Ip Man gets more and like that as the series go.
This is kind of unrelated, but there's a fun fact about the first film that flies under a lot of people's radar: in the scene where the titular character confronts his friend who's working as a translator for the occupying Japanese army, calling him a traitor for working with them while his friend protests about needing to feed and protect his family, the scene ends with his friend yelling at Ip Man (who is walking away in disgust), "I'm a Chinese man!"

What the subtitles don't catch is that he yells that sentence (and only that sentence) in Japanese, the language of their occupiers. It subtly changes the context of the scene, but since the subtitles don't indicate it, there's no way to know that unless you happen to speak either Cantonese or Japanese.
 

I find that there is a gamist need for certain games to have low level "fodder" bad guy statblocks. These can be bandits, guards, or whatever. I have used generic elves, dwarves, gnomes, etc, as antagonists in certain adventures.
As long as there's something mechanical, I can add details to say "this bandit happens to be an orc" or whatever. But I would prefer to be able to add traits that made them feel more interesting from a mechanical perspective.
 

You are 100% correct that I don't want to have this conversation in the context of my entertainment media.

Other people can have it, of course. But I'm not making major changes to my morality at 46 years old. :)
People didn't want to have those conversations about savage orcs and chainmail bikinis, but those conversations still happen.
 

But goblins were playable in 2014 eventually, along with orcs. They backtracked on that--for now.
If the rules have not been replaced, they still apply, as per WotC. Goblins are still playable. As are fairies (who are fey).
Making goblins fey isn't the solution--it solves nothing.
It solves two things:

1) D&D goblins were out of line with 2020 pop culture goblins.

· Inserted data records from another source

mod common;

use common::FULL_FEED;
use hestia::config::Config;
use hestia::driver::{RateDriver, RefreshError, list_companies};
use hestia::feed::{FeedSource, FetchError};
use hestia::tariff::ResolvedRates;
use std::collections::VecDeque;
use std::sync::Mutex;

/// Feed source that always returns the same body
struct StaticFeed(&'static str);

#[async_trait::async_trait]
impl FeedSource for StaticFeed {
    async fn fetch_feed(&self) -> Result<String, FetchError> {
        Ok(self.0.to_string())
    }
}

/// Feed source that always times out
struct TimeoutFeed;

#[async_trait::async_trait]
impl FeedSource for TimeoutFeed {
    async fn fetch_feed(&self) -> Result<String, FetchError> {
        Err(FetchError::Timeout)
    }
}

/// Feed source that replays a scripted sequence of responses
struct SequenceFeed {
    responses: Mutex<VecDeque<Result<String, FetchError>>>,
}

impl SequenceFeed {
    fn new(responses: Vec<Result<String, FetchError>>) -> Self {
        Self {
            responses: Mutex::new(responses.into_iter().collect()),
        }
    }
}

#[async_trait::async_trait]
impl FeedSource for SequenceFeed {
    async fn fetch_feed(&self) -> Result<String, FetchError> {
        self.responses
            .lock()
            .unwrap()
            .pop_front()
            .unwrap_or(Err(FetchError::Network("sequence exhausted".to_string())))
    }
}

fn gas_config(company: &str) -> Config {
    let mut config = Config::default();
    config.company.name = company.to_string();
    config
}

#[tokio::test]
async fn successful_refresh_publishes_snapshot() {
    let mut driver = RateDriver::with_feed(gas_config("ACME Gas"), StaticFeed(FULL_FEED));
    assert!(driver.current_snapshot().is_none());

    driver.refresh().await.unwrap();

    let snapshot = driver.current_snapshot().unwrap();
    assert_eq!(snapshot.company, "ACME Gas");
    let ResolvedRates::NaturalGas(ref gas) = snapshot.rates else {
        panic!("expected natural gas rates");
    };
    assert_eq!(gas.monthly_charge, 24.50);
    assert_eq!(driver.refresh_counts(), (1, 0));
}

#[tokio::test]
async fn first_ever_failure_leaves_no_snapshot() {
    let mut driver = RateDriver::with_feed(gas_config("ACME Gas"), TimeoutFeed);

    let err = driver.refresh().await.unwrap_err();
    assert!(matches!(err, RefreshError::Fetch(FetchError::Timeout)));

    // Explicitly not available, never a zeroed snapshot
    assert!(driver.current_snapshot().is_none());
    assert_eq!(driver.refresh_counts(), (1, 1));
}

#[tokio::test]
async fn fetch_timeout_keeps_previous_snapshot() {
    let feed = SequenceFeed::new(vec![Ok(FULL_FEED.to_string()), Err(FetchError::Timeout)]);
    let mut driver = RateDriver::with_feed(gas_config("ACME Gas"), feed);

    driver.refresh().await.unwrap();
    let before = driver.current_snapshot().unwrap();

    let err = driver.refresh().await.unwrap_err();
    assert!(matches!(err, RefreshError::Fetch(FetchError::Timeout)));

    let after = driver.current_snapshot().unwrap();
    assert!(std::sync::Arc::ptr_eq(&before, &after));
    assert_eq!(driver.refresh_counts(), (2, 1));
}

#[tokio::test]
async fn resolution_failure_keeps_previous_snapshot() {
    let without_acme = FULL_FEED.replace("ACME Gas", "Renamed Gas Co.");
    let feed = SequenceFeed::new(vec![Ok(FULL_FEED.to_string()), Ok(without_acme)]);
    let mut driver = RateDriver::with_feed(gas_config("ACME Gas"), feed);

    driver.refresh().await.unwrap();
    let before = driver.current_snapshot().unwrap();

    let err = driver.refresh().await.unwrap_err();
    assert!(matches!(err, RefreshError::Resolve(_)));

    let after = driver.current_snapshot().unwrap();
    assert!(std::sync::Arc::ptr_eq(&before, &after));
}

#[tokio::test]
async fn malformed_feed_is_a_resolve_error() {
    let feed = SequenceFeed::new(vec![Ok("<Root><GasBillData>".to_string())]);
    let mut driver = RateDriver::with_feed(gas_config("ACME Gas"), feed);
    let err = driver.refresh().await.unwrap_err();
    assert!(matches!(err, RefreshError::Resolve(_)));
    assert!(driver.current_snapshot().is_none());
}

#[tokio::test]
async fn subscribers_observe_replacement() {
    let mut driver = RateDriver::with_feed(gas_config("ACME Gas"), StaticFeed(FULL_FEED));
    let mut rx = driver.subscribe_snapshot();
    assert!(rx.borrow().is_none());

    driver.refresh().await.unwrap();

    assert!(rx.has_changed().unwrap());
    let seen = rx.borrow_and_update().clone().unwrap();
    assert_eq!(seen.company, "ACME Gas");
}

#[tokio::test]
async fn list_companies_enumerates_sorted_names() {
    let feed = StaticFeed(FULL_FEED);
    let companies = list_companies(&feed).await.unwrap();
    assert_eq!(
        companies,
        vec!["ACME Gas".to_string(), "Lakeview Energy".to_string()]
    );
}

#[tokio::test]
async fn list_companies_surfaces_fetch_errors() {
    let err = list_companies(&TimeoutFeed).await.unwrap_err();
    assert!(matches!(err, RefreshError::Fetch(FetchError::Timeout)));
}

2) D&D goblins were boring.
 


Yeah but I do have to say, I think they too became less enjoyable as they became more keen on this cheap and simplistic/propagandistic idea of Harry as an "Avenging Angel" rather that as you correctly point out, a really screwed-up guy from the first movie.

I'd also say the second one, Magnum Force, is kinda okay in this regard, because Harry still seems messed up, and the answer to murderous cops who execute criminals willy-nilly and the politicians who aid them is to blow away said murderous cops and detonate (!!!) the politicians who aid them. Which is like, almost radical? Even if he's mostly doing it because he's mad with them for thinking they're him! (It's a very modern comic book kind of movie!).

Those movies were very much formative in how I thought about the morality and ideology movies and media put, and how I wrestled with it.


Yeah I think when it's just bang bang whoa holy hell boom bang bang I think it's a lot easier to take than when it's bang bang "Here is a speech explaining why I am morally correct to murder people" boom bang bang.

Jack Bauer has a similar if slower evolution to a flanderized version of himself, like Dirty Harry. And like Harry, even when he's flanderized, the writers occasionally remember the original character and let it show through.

I don’t know if Dirty Harry ever really tried to say anything negative about Harry Callahan unless it was the viewer bringing their own views into matters. Don Siegel and the screenwriters mostly cut their teeth on the 1950s western genre, specifically John Wayne movies, which were very much not known for being introspective in any such way. Eastwood movies were very much anchored in casual racism and rugged individuality, and it was always “the system” that was preventing a good man from carrying out justice. His final act in Dirty Harry is throwing away his badge - he’s not broken, it’s saying the system that’s broken and it’s his final statement about that system.